Critical shortcomings
Don’t avoid highlighting examples of where the team fell through in the previous week. But don’t remind the owners of the shortcomings week after week. This output has a half-life of one week and we must strive to not bring them up week after week. When we needle a performance week after week we are destroying the morale of this team’s ability to rebound. Instead, these are blunt examples of shortcomings, and those individuals are accountable for the results. This isn’t a blame game, but instead establishing ownership for the shortfall. Be specific with quantifiable points that denote the impact on velocity and volume. The maintenance delay on the cleaning unit cost us 50k pounds of production. Or, due to an order entry error, Justin accepted customer XYZ asking us to change the schedule which caused us 100k in production delays due to the unplanned changeover.
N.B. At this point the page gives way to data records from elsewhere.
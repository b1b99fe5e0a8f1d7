//! Filepath: src/parsers/python_lexer.rs
//! ------------------------------------------------------------------
//! Python lexical token stream built on Tree-sitter 0.25.x.
//! Goals:
//!   - Surface only the four kinds the categorizer consumes
//!     (identifiers/keywords, strings, numbers, comments).
//!   - Keep string literals whole: the "string" node is emitted as
//!     a single token, never split into quote/content pieces.
//!   - Preserve source order via a pre-order cursor walk.
//!   - Stop at the first ERROR/MISSING node and hand the partial
//!     token list back with a description of where lexing stopped.
//! ------------------------------------------------------------------

use anyhow::{Context, Result, anyhow};
use tree_sitter::{Language, Parser, TreeCursor};

/// Semantic kinds the categorizer cares about. Operators, punctuation,
/// and layout nodes never become tokens.
#[derive(Debug, Clone, Copy, PartialEq, Eq)]
pub enum TokenKind {
    /// Identifiers and keywords (`def`, `return`, `True`, ...)
    Identifier,
    /// Whole string literal, quotes and prefixes included
    Str,
    /// Integer or float literal, raw text
    Number,
    /// Comment including its leading `#`
    Comment,
}

/// One lexical token in source order.
#[derive(Debug, Clone, PartialEq, Eq)]
pub struct LexToken {
    pub kind: TokenKind,
    pub text: String,
}

/// Finite, single-pass token sequence for one file.
///
/// Consumed exactly once by the categorizer. When lexing stopped early
/// on malformed input, [`TokenStream::truncated`] carries a description
/// and the stream holds only the tokens seen before the break.
pub struct TokenStream {
    tokens: std::vec::IntoIter<LexToken>,
    truncated: Option<String>,
}

impl TokenStream {
    /// Why lexing stopped early, if it did.
    pub fn truncated(&self) -> Option<&str> {
        self.truncated.as_deref()
    }
}

impl Iterator for TokenStream {
    type Item = LexToken;

    fn next(&mut self) -> Option<Self::Item> {
        self.tokens.next()
    }
}

/// Lexes Python source into the four semantic token kinds.
pub struct PythonLexer {
    /// Python language handle for Tree-sitter.
    language: Language,
}

impl PythonLexer {
    pub fn new() -> Self {
        Self {
            language: tree_sitter_python::LANGUAGE.into(),
        }
    }

    /// Tokenize `content` into a single-pass stream.
    ///
    /// Parses the whole file up front (Tree-sitter is not incremental
    /// here), then walks the concrete tree in pre-order collecting the
    /// semantic leaves. Malformed input does not fail the call: the
    /// walk stops at the first ERROR node and the stream reports the
    /// truncation instead.
    pub fn tokens(&self, content: &str) -> Result<TokenStream> {
        let mut parser = Parser::new();
        parser
            .set_language(&self.language)
            .context("set Python language")?;

        let tree = parser
            .parse(content, None)
            .ok_or_else(|| anyhow!("Failed to parse Python source"))?;

        let bytes = content.as_bytes();
        let mut tokens = Vec::with_capacity(64);
        let mut cursor = tree.walk();
        let truncated = walk_tokens(&mut cursor, bytes, &mut tokens);

        Ok(TokenStream {
            tokens: tokens.into_iter(),
            truncated,
        })
    }
}

impl Default for PythonLexer {
    fn default() -> Self {
        Self::new()
    }
}

fn truncation_at(node: &tree_sitter::Node<'_>) -> String {
    let pos = node.start_position();
    format!(
        "syntax error at line {}, column {}",
        pos.row + 1,
        pos.column + 1
    )
}

/// Pre-order walk collecting semantic tokens. Returns a truncation
/// description when an ERROR/MISSING node cut the walk short.
fn walk_tokens(
    cursor: &mut TreeCursor<'_>,
    bytes: &[u8],
    out: &mut Vec<LexToken>,
) -> Option<String> {
    loop {
        let node = cursor.node();

        // Malformed input: keep what we have, report where we stopped.
        if node.is_error() || node.is_missing() {
            return Some(truncation_at(&node));
        }

        let mut descend = true;
        let kind = match node.kind() {
            "identifier" => Some(TokenKind::Identifier),
            // True/False/None lex as names, matching keyword treatment
            "true" | "false" | "none" => Some(TokenKind::Identifier),
            "integer" | "float" => Some(TokenKind::Number),
            "comment" => Some(TokenKind::Comment),
            // Emit the whole literal; do not split into quote pieces.
            // An unterminated literal (missing closing quote) counts as
            // malformed input, not as a token.
            "string" => {
                if node.has_error() {
                    return Some(truncation_at(&node));
                }
                descend = false;
                Some(TokenKind::Str)
            }
            other => {
                // Anonymous all-alphabetic leaves are keywords
                if !node.is_named()
                    && node.child_count() == 0
                    && !other.is_empty()
                    && other.chars().all(|c| c.is_ascii_alphabetic())
                {
                    Some(TokenKind::Identifier)
                } else {
                    None
                }
            }
        };

        if let Some(kind) = kind
            && let Ok(text) = node.utf8_text(bytes)
        {
            out.push(LexToken {
                kind,
                text: text.to_string(),
            });
        }

        // Pre-order: children first (unless suppressed), then siblings,
        // then climb back toward the root.
        if descend && cursor.goto_first_child() {
            continue;
        }
        loop {
            if cursor.goto_next_sibling() {
                break;
            }
            if !cursor.goto_parent() {
                return None;
            }
        }
    }
}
Thus, for effective supply chain management, measurement goals must consider integrated supply chain goals and the metrics to be used, linking all functional areas of sourcing and procurement, manufacturing, logistics and distribution, as well as supply chain planning and customer service. Tummala, V.M. Rao, and Tobias Schoenherr. “Best Practices for the Implementation of Supply Chain Management Initiatives,” International Journal of Logistics Systems and Management, Vol. 4, No. 4, 2008
Collaborative approach
The last one of the six is probably the most important. A colleague of mine routinely says, there should be no such thing as a happy meeting. What this means to me is that a high-performance team embodies that they commit to aligning decisions to the mission versus opinions, and they are committed to collaboratively solve problems regardless of their potentially siloed vantage points. In this call-out, you should show specific examples of collaborative activities of individuals and teams that worked through a challenging problem to make something happen. These are accomplishments from live negotiations or live problem-solving activities that embody nimbleness. The second shift and planning were able to adjust the schedules when the pallet-making facility had the fire alarm. Or, operations volunteered to stay over on the midnight shift, to help logistics clean up the hydraulic leak on the forklift so that 1st turn production wasn't impacted. When the team recognizes examples of gratefulness, the team will organically replace the distribution of blame, endless opinions, and excuses with how can I help?
Collaboration is key
You can disrupt the byproduct of supply chain disruptions with a little creativity. You can replace the blame games with individuals that instead ask, can I help out? If we can get these little things right we can get through these challenging supply chains and make ourselves more adaptable for future ones. It just requires us to collaborate and call out collaboration a little differently.